Lucian crouches at the tower’s rim, eyes narrowed, his blade glinting whenever firelight reaches it. Rourke reloads, swearing with each breath as he works the mechanism with stiff fingers. Below us, lights flare like a living sea, soldiers forming a ring around the base.

“They mean to trap us inside,” Rourke growls. He fires again, and a light tumbles, its bearer screaming into the dark.

Lucian’s gaze flicks to me. “We don’t hold them. We break through.”

My heart pounds. “With Abigail?”

His silence is answer enough. He intends to carve a path whether she is ready or not. I step forward, blocking his path. “Not like Declan,” I whisper fiercely. “Not through her.”

The words hang between us, sharp as steel. For a moment, I see the fury rise in him, the urge to strike down everything in his way. Then his jaw clenches, and he turns aside. “Then give me another way.”
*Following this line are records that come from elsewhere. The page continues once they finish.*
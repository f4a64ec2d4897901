//! Buffer element type constraints
//!
//! This module defines the trait that ties a Rust scalar to the dtype it is
//! stored as inside an interpreted buffer.

use crate::format::DType;

/// Trait for types that can be read out of an interpreted buffer
///
/// All element types must be plain old data so that a correctly aligned,
/// native-endian byte slice can be reinterpreted without copying.
pub trait Element: bytemuck::Pod + PartialEq + core::fmt::Debug {
    /// The dtype this element is stored as
    const DTYPE: DType;

    /// Size in bytes of this element type
    fn size_bytes() -> usize {
        core::mem::size_of::<Self>()
    }

    /// Reverse the byte order of a value
    fn swap_bytes(self) -> Self {
        let mut value = self;
        bytemuck::bytes_of_mut(&mut value).reverse();
        value
    }

    /// Convert from f64 for generic construction
    fn from_f64(value: f64) -> Self;

    /// Convert to f64 for generic operations
    fn to_f64(self) -> f64;
}

macro_rules! impl_element {
    ($($type:ty => $dtype:ident),+ $(,)?) => {
        $(
            impl Element for $type {
                const DTYPE: DType = DType::$dtype;

                fn from_f64(value: f64) -> Self {
                    value as $type
                }

                fn to_f64(self) -> f64 {
                    self as f64
                }
            }
        )+
    };
}

impl_element! {
    i8 => Int8,
    u8 => Uint8,
    i16 => Int16,
    u16 => Uint16,
    i32 => Int32,
    u32 => Uint32,
    i64 => Int64,
    u64 => Uint64,
    f32 => Float32,
    f64 => Float64,
}

#[cfg(test)]
mod tests {
    use super::*;

    #[test]
    fn test_dtype_mapping() {
        assert_eq!(<f64 as Element>::DTYPE, DType::Float64);
        assert_eq!(<u8 as Element>::DTYPE, DType::Uint8);
        assert_eq!(<i16 as Element>::DTYPE.itemsize(), i16::size_bytes());
    }

    #[test]
    fn test_swap_bytes() {
        assert_eq!(Element::swap_bytes(0x0102u16), 0x0201u16);
        assert_eq!(Element::swap_bytes(Element::swap_bytes(1.5f64)), 1.5f64);
        assert_eq!(Element::swap_bytes(7u8), 7u8);
    }

    #[test]
    fn test_f64_conversion() {
        assert_eq!(<i32 as Element>::from_f64(3.0), 3);
        assert_eq!(Element::to_f64(-2i8), -2.0);
    }
}
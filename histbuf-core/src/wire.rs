//! Payload record schema
//!
//! One record type per node kind, mirroring the node's fields. Nested
//! records are reference counted so that a lazily materialized node can hold
//! on to exactly the subtree it will later expand, without copying it.
//! Polymorphic positions (any binning, any buffer, any object) are closed
//! enums over the concrete records.
//!
//! Optional vectors are encoded as empty vectors; optional strings as empty
//! strings.

use alloc::rc::Rc;
use alloc::string::String;
use alloc::vec::Vec;

use serde::{Deserialize, Serialize};

use crate::format::{
    DType, DecorationLanguage, DimensionOrder, Endianness, ExternalSource, Filter,
    FractionalErrorMethod, HexagonalCoordinates, MetadataLanguage, NonRealMapping,
};
use crate::validation::Slice;

#[derive(Debug, Clone, PartialEq, Serialize, Deserialize)]
pub struct MetadataRecord {
    pub data: String,
    pub language: MetadataLanguage,
}

#[derive(Debug, Clone, PartialEq, Serialize, Deserialize)]
pub struct DecorationRecord {
    pub data: String,
    pub language: DecorationLanguage,
}

// Buffers

#[derive(Debug, Clone, PartialEq, Serialize, Deserialize)]
pub struct RawInlineBufferRecord {
    pub buffer: Rc<[u8]>,
    pub filters: Vec<Filter>,
    pub postfilter_slice: Option<Slice>,
}

#[derive(Debug, Clone, PartialEq, Serialize, Deserialize)]
pub struct RawExternalBufferRecord {
    pub pointer: u64,
    pub numbytes: u64,
    pub external_source: ExternalSource,
    pub filters: Vec<Filter>,
    pub postfilter_slice: Option<Slice>,
}

#[derive(Debug, Clone, PartialEq, Serialize, Deserialize)]
pub struct InterpretedInlineBufferRecord {
    pub buffer: Rc<[u8]>,
    pub filters: Vec<Filter>,
    pub postfilter_slice: Option<Slice>,
    pub dtype: DType,
    pub endianness: Endianness,
    pub dimension_order: DimensionOrder,
}

#[derive(Debug, Clone, PartialEq, Serialize, Deserialize)]
pub struct InterpretedExternalBufferRecord {
    pub pointer: u64,
    pub numbytes: u64,
    pub external_source: ExternalSource,
    pub filters: Vec<Filter>,
    pub postfilter_slice: Option<Slice>,
    pub dtype: DType,
    pub endianness: Endianness,
    pub dimension_order: DimensionOrder,
    pub location: String,
}

#[derive(Debug, Clone, PartialEq, Serialize, Deserialize)]
pub enum RawBufferRecord {
    Inline(Rc<RawInlineBufferRecord>),
    External(Rc<RawExternalBufferRecord>),
}

#[derive(Debug, Clone, PartialEq, Serialize, Deserialize)]
pub enum InterpretedBufferRecord {
    Inline(Rc<InterpretedInlineBufferRecord>),
    External(Rc<InterpretedExternalBufferRecord>),
}

// Binnings

#[derive(Debug, Clone, PartialEq, Serialize, Deserialize)]
pub struct FractionalBinningRecord {
    pub error_method: FractionalErrorMethod,
}

#[derive(Debug, Clone, PartialEq, Serialize, Deserialize)]
pub struct IntegerBinningRecord {
    pub min: i64,
    pub max: i64,
    pub has_underflow: bool,
    pub has_overflow: bool,
}

#[derive(Debug, Clone, PartialEq, Serialize, Deserialize)]
pub struct RealIntervalRecord {
    pub low: f64,
    pub high: f64,
    pub low_inclusive: bool,
    pub high_inclusive: bool,
}

#[derive(Debug, Clone, PartialEq, Serialize, Deserialize)]
pub struct RealOverflowRecord {
    pub has_underflow: bool,
    pub has_overflow: bool,
    pub has_nanflow: bool,
    pub minf_mapping: NonRealMapping,
    pub pinf_mapping: NonRealMapping,
    pub nan_mapping: NonRealMapping,
}

#[derive(Debug, Clone, PartialEq, Serialize, Deserialize)]
pub struct RegularBinningRecord {
    pub num: u64,
    pub interval: Rc<RealIntervalRecord>,
    pub overflow: Option<Rc<RealOverflowRecord>>,
    pub circular: bool,
}

#[derive(Debug, Clone, PartialEq, Serialize, Deserialize)]
pub struct TicTacToeOverflowBinningRecord {
    pub xnum: u64,
    pub ynum: u64,
    pub xinterval: Rc<RealIntervalRecord>,
    pub yinterval: Rc<RealIntervalRecord>,
    pub xoverflow: Option<Rc<RealOverflowRecord>>,
    pub yoverflow: Option<Rc<RealOverflowRecord>>,
}

#[derive(Debug, Clone, PartialEq, Serialize, Deserialize)]
pub struct HexagonalBinningRecord {
    pub qinterval: Rc<IntegerBinningRecord>,
    pub rinterval: Rc<IntegerBinningRecord>,
    pub coordinates: HexagonalCoordinates,
    pub xorigin: f64,
    pub yorigin: f64,
    pub q_has_nanflow: bool,
    pub r_has_nanflow: bool,
}

#[derive(Debug, Clone, PartialEq, Serialize, Deserialize)]
pub struct EdgesBinningRecord {
    pub edges: Vec<f64>,
    pub overflow: Option<Rc<RealOverflowRecord>>,
}

#[derive(Debug, Clone, PartialEq, Serialize, Deserialize)]
pub struct IrregularBinningRecord {
    pub intervals: Vec<Rc<RealIntervalRecord>>,
    pub overflow: Option<Rc<RealOverflowRecord>>,
}

#[derive(Debug, Clone, PartialEq, Serialize, Deserialize)]
pub struct CategoryBinningRecord {
    pub categories: Vec<String>,
}

#[derive(Debug, Clone, PartialEq, Serialize, Deserialize)]
pub struct SparseRegularBinningRecord {
    pub bins: Vec<i64>,
    pub bin_width: f64,
    pub origin: f64,
    pub has_nanflow: bool,
}

#[derive(Debug, Clone, PartialEq, Serialize, Deserialize)]
pub enum BinningRecord {
    Integer(Rc<IntegerBinningRecord>),
    Regular(Rc<RegularBinningRecord>),
    TicTacToeOverflow(Rc<TicTacToeOverflowBinningRecord>),
    Hexagonal(Rc<HexagonalBinningRecord>),
    Edges(Rc<EdgesBinningRecord>),
    Irregular(Rc<IrregularBinningRecord>),
    Category(Rc<CategoryBinningRecord>),
    SparseRegular(Rc<SparseRegularBinningRecord>),
    Fractional(Rc<FractionalBinningRecord>),
}

#[derive(Debug, Clone, PartialEq, Serialize, Deserialize)]
pub struct AxisRecord {
    pub binning: Option<BinningRecord>,
    pub expression: String,
    pub title: String,
    pub metadata: Option<Rc<MetadataRecord>>,
    pub decoration: Option<Rc<DecorationRecord>>,
}

// Counts and statistics

#[derive(Debug, Clone, PartialEq, Serialize, Deserialize)]
pub struct UnweightedCountsRecord {
    pub counts: InterpretedBufferRecord,
}

#[derive(Debug, Clone, PartialEq, Serialize, Deserialize)]
pub struct WeightedCountsRecord {
    pub sumw: InterpretedBufferRecord,
    pub sumw2: InterpretedBufferRecord,
    pub counts: Option<Rc<UnweightedCountsRecord>>,
}

#[derive(Debug, Clone, PartialEq, Serialize, Deserialize)]
pub enum CountsRecord {
    Unweighted(Rc<UnweightedCountsRecord>),
    Weighted(Rc<WeightedCountsRecord>),
}

#[derive(Debug, Clone, PartialEq, Serialize, Deserialize)]
pub struct CorrelationRecord {
    pub sumwx: InterpretedBufferRecord,
    pub sumwxy: InterpretedBufferRecord,
}

#[derive(Debug, Clone, PartialEq, Serialize, Deserialize)]
pub struct ExtremesRecord {
    pub min: InterpretedBufferRecord,
    pub max: InterpretedBufferRecord,
    pub excludes_minf: bool,
    pub excludes_pinf: bool,
    pub excludes_nan: bool,
}

#[derive(Debug, Clone, PartialEq, Serialize, Deserialize)]
pub struct MomentsRecord {
    pub sumwn: InterpretedBufferRecord,
    pub n: i64,
}

#[derive(Debug, Clone, PartialEq, Serialize, Deserialize)]
pub struct QuantilesRecord {
    pub values: InterpretedBufferRecord,
    pub p: f64,
}

#[derive(Debug, Clone, PartialEq, Serialize, Deserialize)]
pub struct GenericErrorsRecord {
    pub errors: InterpretedBufferRecord,
    pub p: f64,
}

#[derive(Debug, Clone, PartialEq, Serialize, Deserialize)]
pub struct DistributionStatsRecord {
    pub correlation: Option<Rc<CorrelationRecord>>,
    pub extremes: Option<Rc<ExtremesRecord>>,
    pub moments: Vec<Rc<MomentsRecord>>,
    pub quantiles: Vec<Rc<QuantilesRecord>>,
    pub generic_errors: Vec<Rc<GenericErrorsRecord>>,
}

#[derive(Debug, Clone, PartialEq, Serialize, Deserialize)]
pub struct DistributionRecord {
    pub counts: CountsRecord,
    pub stats: Option<Rc<DistributionStatsRecord>>,
}

#[derive(Debug, Clone, PartialEq, Serialize, Deserialize)]
pub struct ProfileRecord {
    pub expression: String,
    pub title: String,
    pub metadata: Option<Rc<MetadataRecord>>,
    pub decoration: Option<Rc<DecorationRecord>>,
}

// Functions

#[derive(Debug, Clone, PartialEq, Serialize, Deserialize)]
pub struct ParameterRecord {
    pub identifier: String,
    pub value: f64,
}

#[derive(Debug, Clone, PartialEq, Serialize, Deserialize)]
pub struct ParameterizedFunctionRecord {
    pub identifier: String,
    pub expression: String,
    pub parameters: Vec<Rc<ParameterRecord>>,
    pub contours: Vec<f64>,
    pub title: String,
    pub metadata: Option<Rc<MetadataRecord>>,
    pub decoration: Option<Rc<DecorationRecord>>,
}

#[derive(Debug, Clone, PartialEq, Serialize, Deserialize)]
pub struct EvaluatedFunctionRecord {
    pub identifier: String,
    pub values: Vec<f64>,
    pub derivatives: Vec<f64>,
    pub generic_errors: Vec<Rc<GenericErrorsRecord>>,
    pub title: String,
    pub metadata: Option<Rc<MetadataRecord>>,
    pub decoration: Option<Rc<DecorationRecord>>,
}

#[derive(Debug, Clone, PartialEq, Serialize, Deserialize)]
pub struct BinnedEvaluatedFunctionRecord {
    pub identifier: String,
    pub axis: Vec<Rc<AxisRecord>>,
    pub values: InterpretedBufferRecord,
    pub derivatives: Option<InterpretedBufferRecord>,
    pub generic_errors: Vec<Rc<GenericErrorsRecord>>,
    pub title: String,
    pub metadata: Option<Rc<MetadataRecord>>,
    pub decoration: Option<Rc<DecorationRecord>>,
}

/// Functions attached to a histogram
#[derive(Debug, Clone, PartialEq, Serialize, Deserialize)]
pub enum FunctionRecord {
    Parameterized(Rc<ParameterizedFunctionRecord>),
    Evaluated(Rc<EvaluatedFunctionRecord>),
}

/// Functions that can stand alone as collection objects
#[derive(Debug, Clone, PartialEq, Serialize, Deserialize)]
pub enum FunctionObjectRecord {
    Parameterized(Rc<ParameterizedFunctionRecord>),
    BinnedEvaluated(Rc<BinnedEvaluatedFunctionRecord>),
}

#[derive(Debug, Clone, PartialEq, Serialize, Deserialize)]
pub struct HistogramRecord {
    pub identifier: String,
    pub axis: Vec<Rc<AxisRecord>>,
    pub distribution: Rc<DistributionRecord>,
    pub profiles: Vec<Rc<ProfileRecord>>,
    pub unbinned_stats: Vec<Rc<DistributionStatsRecord>>,
    pub profile_stats: Vec<Rc<DistributionStatsRecord>>,
    pub functions: Vec<FunctionRecord>,
    pub title: String,
    pub metadata: Option<Rc<MetadataRecord>>,
    pub decoration: Option<Rc<DecorationRecord>>,
}

// Ntuples

#[derive(Debug, Clone, PartialEq, Serialize, Deserialize)]
pub struct PageRecord {
    pub buffer: RawBufferRecord,
}

#[derive(Debug, Clone, PartialEq, Serialize, Deserialize)]
pub struct ColumnChunkRecord {
    pub pages: Vec<Rc<PageRecord>>,
    pub page_offsets: Vec<u64>,
    pub page_extremes: Vec<Rc<ExtremesRecord>>,
}

#[derive(Debug, Clone, PartialEq, Serialize, Deserialize)]
pub struct ChunkRecord {
    pub columns: Vec<Rc<ColumnChunkRecord>>,
    pub metadata: Option<Rc<MetadataRecord>>,
}

#[derive(Debug, Clone, PartialEq, Serialize, Deserialize)]
pub struct ColumnRecord {
    pub identifier: String,
    pub dtype: DType,
    pub endianness: Endianness,
    pub dimension_order: DimensionOrder,
    pub filters: Vec<Filter>,
    pub title: String,
    pub metadata: Option<Rc<MetadataRecord>>,
    pub decoration: Option<Rc<DecorationRecord>>,
}

#[derive(Debug, Clone, PartialEq, Serialize, Deserialize)]
pub struct NtupleRecord {
    pub identifier: String,
    pub columns: Vec<Rc<ColumnRecord>>,
    pub chunks: Vec<Rc<ChunkRecord>>,
    pub chunk_offsets: Vec<u64>,
    pub unbinned_stats: Vec<Rc<DistributionStatsRecord>>,
    pub functions: Vec<FunctionObjectRecord>,
    pub title: String,
    pub metadata: Option<Rc<MetadataRecord>>,
    pub decoration: Option<Rc<DecorationRecord>>,
}

// Collection

#[derive(Debug, Clone, PartialEq, Serialize, Deserialize)]
pub struct RegionRecord {
    pub expressions: Vec<String>,
}

#[derive(Debug, Clone, PartialEq, Serialize, Deserialize)]
pub struct BinnedRegionRecord {
    pub expression: String,
    pub binning: BinningRecord,
}

#[derive(Debug, Clone, PartialEq, Serialize, Deserialize)]
pub struct AssignmentRecord {
    pub identifier: String,
    pub expression: String,
}

#[derive(Debug, Clone, PartialEq, Serialize, Deserialize)]
pub struct VariationRecord {
    pub assignments: Vec<Rc<AssignmentRecord>>,
    pub systematic: Vec<f64>,
    pub category_systematic: Vec<String>,
}

#[derive(Debug, Clone, PartialEq, Serialize, Deserialize)]
pub enum ObjectRecord {
    Histogram(Rc<HistogramRecord>),
    Ntuple(Rc<NtupleRecord>),
    ParameterizedFunction(Rc<ParameterizedFunctionRecord>),
    BinnedEvaluatedFunction(Rc<BinnedEvaluatedFunctionRecord>),
}

/// Root of every payload
#[derive(Debug, Clone, PartialEq, Serialize, Deserialize)]
pub struct CollectionRecord {
    pub identifier: String,
    pub objects: Vec<ObjectRecord>,
    pub collections: Vec<Rc<CollectionRecord>>,
    pub regions: Vec<Rc<RegionRecord>>,
    pub binned_regions: Vec<Rc<BinnedRegionRecord>>,
    pub variations: Vec<Rc<VariationRecord>>,
    pub title: String,
    pub metadata: Option<Rc<MetadataRecord>>,
    pub decoration: Option<Rc<DecorationRecord>>,
}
The answer comes in a rush, born of fear and memory. Marta wrote that walls can be a prison or a stage, depending on who commands the fire. I grab the nearest light, its flame spitting sparks. “We light it.”

Rourke stares as if I’ve lost my mind. “Burn the tower? With us in it?”

“Not us,” I say. “The words. Let the fire carry them farther than paper can.”

Lucian studies me, the fire reflected in his eyes. He nods once, sharp. “Do it. I’ll clear us a path.”

The next minutes blur into heat and noise.

Lucian descends the stairs like a shadow unchained, steel flashing in arcs that leave soldiers writhing in the dirt.

Rourke covers him, each shot thunder in the night.

I tear Marta’s sheets from the walls and hurl them into the light’s flame.

They flare bright, words consumed but carried skyward in sparks.

Smoke pours out of the tower’s roof, a signal no villager for miles could ignore.